What you have to do -
Write out all of the entries exactly as given.

Data shown below:

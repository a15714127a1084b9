use crate::max_queue::MaxQueue;
use std::cmp::Ordering;

/// A value at an absolute position.
/// When comparing, ties between values are broken in favour of small position.
#[derive(Clone, Copy, PartialEq, Eq, Debug)]
pub struct Elem<V> {
    pub val: V,
    pub pos: usize,
}

impl<V: Ord> Ord for Elem<V> {
    fn cmp(&self, other: &Self) -> Ordering {
        self.val.cmp(&other.val).then(other.pos.cmp(&self.pos))
    }
}

impl<V: Ord> PartialOrd for Elem<V> {
    fn partial_cmp(&self, other: &Self) -> Option<Ordering> {
        Some(self.cmp(other))
    }
}

pub trait SlidingMax<V> {
    /// Take an iterator over values of type V.
    /// Return an iterator over the maxima of windows of size w, and their positions.
    /// The first maximum is yielded once w values have been seen.
    fn sliding_max(&self, w: usize, it: impl Iterator<Item = V>) -> impl Iterator<Item = Elem<V>>;
}

/// A iterator extension trait so we can conveniently call .sliding_max on any iterator.
pub trait SlidingMaxExtension<V> {
    fn sliding_max<'a>(
        self,
        w: usize,
        alg: &'a impl SlidingMax<V>,
    ) -> impl Iterator<Item = Elem<V>> + 'a
    where
        V: 'a,
        Self: 'a;
}

impl<V, I> SlidingMaxExtension<V> for I
where
    I: Iterator<Item = V>,
{
    fn sliding_max<'a>(
        self,
        w: usize,
        alg: &'a impl SlidingMax<V>,
    ) -> impl Iterator<Item = Elem<V>> + 'a
    where
        I: 'a,
        V: 'a,
    {
        alg.sliding_max(w, self)
    }
}

/// Sliding maxima via a `MaxQueue` holding exactly the current window.
pub struct Queue;

impl<V: Ord + Copy> SlidingMax<V> for Queue {
    fn sliding_max(&self, w: usize, it: impl Iterator<Item = V>) -> impl Iterator<Item = Elem<V>> {
        assert!(w > 0);
        let mut q = MaxQueue::new();
        it.enumerate().filter_map(move |(pos, val)| {
            q.push_back(Elem { val, pos });
            if q.len() > w {
                q.pop_front().expect("We just pushed");
            }
            (pos + 1 >= w).then(|| q.max_value().expect("w > 0"))
        })
    }
}

/// Naive baseline that rescans each window.
pub struct Rescan;

impl<V: Ord + Copy> SlidingMax<V> for Rescan {
    fn sliding_max(&self, w: usize, it: impl Iterator<Item = V>) -> impl Iterator<Item = Elem<V>> {
        assert!(w > 0);
        let vals: Vec<V> = it.collect();
        let maxima: Vec<_> = vals
            .windows(w)
            .enumerate()
            .map(|(i, window)| {
                window
                    .iter()
                    .enumerate()
                    .map(|(j, &val)| Elem { val, pos: i + j })
                    .max()
                    .expect("w > 0")
            })
            .collect();
        maxima.into_iter()
    }
}

/// The maximum of each window of size `w`, with its position.
pub fn sliding_max<V: Ord + Copy>(w: usize, values: impl Iterator<Item = V>) -> Vec<Elem<V>> {
    Queue.sliding_max(w, values).collect()
}

#[cfg(test)]
mod test {
    use super::*;
    use crate::generate_random_values;
    use itertools::Itertools;

    #[test]
    fn queue_matches_rescan() {
        let values = generate_random_values(1024, 213456);
        for w in [1, 2, 3, 4, 5, 31, 32, 33, 63, 64, 65] {
            for len in 0..100 {
                let vals = &values[..len];
                let queue = vals.iter().copied().sliding_max(w, &Queue).collect_vec();
                let rescan = Rescan.sliding_max(w, vals.iter().copied()).collect_vec();
                assert_eq!(queue, rescan, "w={w}, len={len}");
            }
        }
        for w in [1, 11, 512, 1024] {
            let queue = Queue.sliding_max(w, values.iter().copied()).collect_vec();
            let rescan = Rescan.sliding_max(w, values.iter().copied()).collect_vec();
            assert_eq!(queue, rescan, "w={w}");
        }
    }

    #[test]
    fn window_count() {
        let values = generate_random_values(100, 1);
        for w in [1, 2, 50, 99, 100, 101] {
            let n = sliding_max(w, values.iter().copied()).len();
            assert_eq!(n, values.len().saturating_sub(w - 1), "w={w}");
        }
    }

    #[test]
    fn ties_prefer_small_position() {
        let vals = [2u64, 7, 7, 1];
        let maxima = sliding_max(3, vals.iter().copied());
        assert_eq!(maxima[0], Elem { val: 7, pos: 1 });
        assert_eq!(maxima[1], Elem { val: 7, pos: 1 });
    }
}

End of Data shown.

Result for this task -
repository a15714127a1084b9
use crate::max_queue::MaxQueue;
use std::cmp::Ordering;

/// A value at an absolute position.
/// When comparing, ties between values are broken in favour of small position.
#[derive(Clone, Copy, PartialEq, Eq, Debug)]
pub struct Elem<V> {
    pub val: V,
    pub pos: usize,
}

impl<V: Ord> Ord for Elem<V> {
    fn cmp(&self, other: &Self) -> Ordering {
        self.val.cmp(&other.val).then(other.pos.cmp(&self.pos))
    }
}

impl<V: Ord> PartialOrd for Elem<V> {
    fn partial_cmp(&self, other: &Self) -> Option<Ordering> {
        Some(self.cmp(other))
    }
}

pub trait SlidingMax<V> {
    /// Take an iterator over values of type V.
    /// Return an iterator over the maxima of windows of size w, and their positions.
    /// The first maximum is yielded once w values have been seen.
    fn sliding_max(&self, w: usize, it: impl Iterator<Item = V>) -> impl Iterator<Item = Elem<V>>;
}

/// A iterator extension trait so we can conveniently call .sliding_max on any iterator.
pub trait SlidingMaxExtension<V> {
    fn sliding_max<'a>(
        self,
        w: usize,
        alg: &'a impl SlidingMax<V>,
    ) -> impl Iterator<Item = Elem<V>> + 'a
    where
        V: 'a,
        Self: 'a;
}

impl<V, I> SlidingMaxExtension<V> for I
where
    I: Iterator<Item = V>,
{
    fn sliding_max<'a>(
        self,
        w: usize,
        alg: &'a impl SlidingMax<V>,
    ) -> impl Iterator<Item = Elem<V>> + 'a
    where
        I: 'a,
        V: 'a,
    {
        alg.sliding_max(w, self)
    }
}

/// Sliding maxima via a `MaxQueue` holding exactly the current window.
pub struct Queue;

impl<V: Ord + Copy> SlidingMax<V> for Queue {
    fn sliding_max(&self, w: usize, it: impl Iterator<Item = V>) -> impl Iterator<Item = Elem<V>> {
        assert!(w > 0);
        let mut q = MaxQueue::new();
        it.enumerate().filter_map(move |(pos, val)| {
            q.push_back(Elem { val, pos });
            if q.len() > w {
                q.pop_front().expect("We just pushed");
            }
            (pos + 1 >= w).then(|| q.max_value().expect("w > 0"))
        })
    }
}

/// Naive baseline that rescans each window.
pub struct Rescan;

impl<V: Ord + Copy> SlidingMax<V> for Rescan {
    fn sliding_max(&self, w: usize, it: impl Iterator<Item = V>) -> impl Iterator<Item = Elem<V>> {
        assert!(w > 0);
        let vals: Vec<V> = it.collect();
        let maxima: Vec<_> = vals
            .windows(w)
            .enumerate()
            .map(|(i, window)| {
                window
                    .iter()
                    .enumerate()
                    .map(|(j, &val)| Elem { val, pos: i + j })
                    .max()
                    .expect("w > 0")
            })
            .collect();
        maxima.into_iter()
    }
}

/// The maximum of each window of size `w`, with its position.
pub fn sliding_max<V: Ord + Copy>(w: usize, values: impl Iterator<Item = V>) -> Vec<Elem<V>> {
    Queue.sliding_max(w, values).collect()
}

#[cfg(test)]
mod test {
    use super::*;
    use crate::generate_random_values;
    use itertools::Itertools;

    #[test]
    fn queue_matches_rescan() {
        let values = generate_random_values(1024, 213456);
        for w in [1, 2, 3, 4, 5, 31, 32, 33, 63, 64, 65] {
            for len in 0..100 {
                let vals = &values[..len];
                let queue = vals.iter().copied().sliding_max(w, &Queue).collect_vec();
                let rescan = Rescan.sliding_max(w, vals.iter().copied()).collect_vec();
                assert_eq!(queue, rescan, "w={w}, len={len}");
            }
        }
        for w in [1, 11, 512, 1024] {
            let queue = Queue.sliding_max(w, values.iter().copied()).collect_vec();
            let rescan = Rescan.sliding_max(w, values.iter().copied()).collect_vec();
            assert_eq!(queue, rescan, "w={w}");
        }
    }

    #[test]
    fn window_count() {
        let values = generate_random_values(100, 1);
        for w in [1, 2, 50, 99, 100, 101] {
            let n = sliding_max(w, values.iter().copied()).len();
            assert_eq!(n, values.len().saturating_sub(w - 1), "w={w}");
        }
    }

    #[test]
    fn ties_prefer_small_position() {
        let vals = [2u64, 7, 7, 1];
        let maxima = sliding_max(3, vals.iter().copied());
        assert_eq!(maxima[0], Elem { val: 7, pos: 1 });
        assert_eq!(maxima[1], Elem { val: 7, pos: 1 });
    }
}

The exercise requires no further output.